→ TASK OBJECTIVE
Your response should be the complete data, transcribed exactly.

→ DATASET
****************************************

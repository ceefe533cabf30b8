use tracing_subscriber::{EnvFilter, FmtSubscriber};

pub fn init_logging(verbose: bool, no_color: bool) {
    let filter = std::env::var("AIRSCOPE_LOG")
        .or_else(|_| std::env::var("RUST_LOG"))
        .map_or_else(
            |_| {
                if verbose {
                    EnvFilter::new("debug")
                } else {
                    EnvFilter::new("info")
                }
            },
            |value| EnvFilter::try_new(value).unwrap_or_else(|_| EnvFilter::new("info")),
        );

    let subscriber = FmtSubscriber::builder()
        .with_env_filter(filter)
        .with_ansi(!no_color)
        .finish();

    if let Err(err) = tracing::subscriber::set_global_default(subscriber) {
        eprintln!("Failed to set global default subscriber: {}", err);
    }
}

****************************************

→ TASK RESPONSE
repository ceefe533cabf30b8
use tracing_subscriber::{EnvFilter, FmtSubscriber};

pub fn init_logging(verbose: bool, no_color: bool) {
    let filter = std::env::var("AIRSCOPE_LOG")
        .or_else(|_| std::env::var("RUST_LOG"))
        .map_or_else(
            |_| {
                if verbose {
                    EnvFilter::new("debug")
                } else {
                    EnvFilter::new("info")
                }
            },
            |value| EnvFilter::try_new(value).unwrap_or_else(|_| EnvFilter::new("info")),
        );

    let subscriber = FmtSubscriber::builder()
        .with_env_filter(filter)
        .with_ansi(!no_color)
        .finish();

    if let Err(err) = tracing::subscriber::set_global_default(subscriber) {
        eprintln!("Failed to set global default subscriber: {}", err);
    }
}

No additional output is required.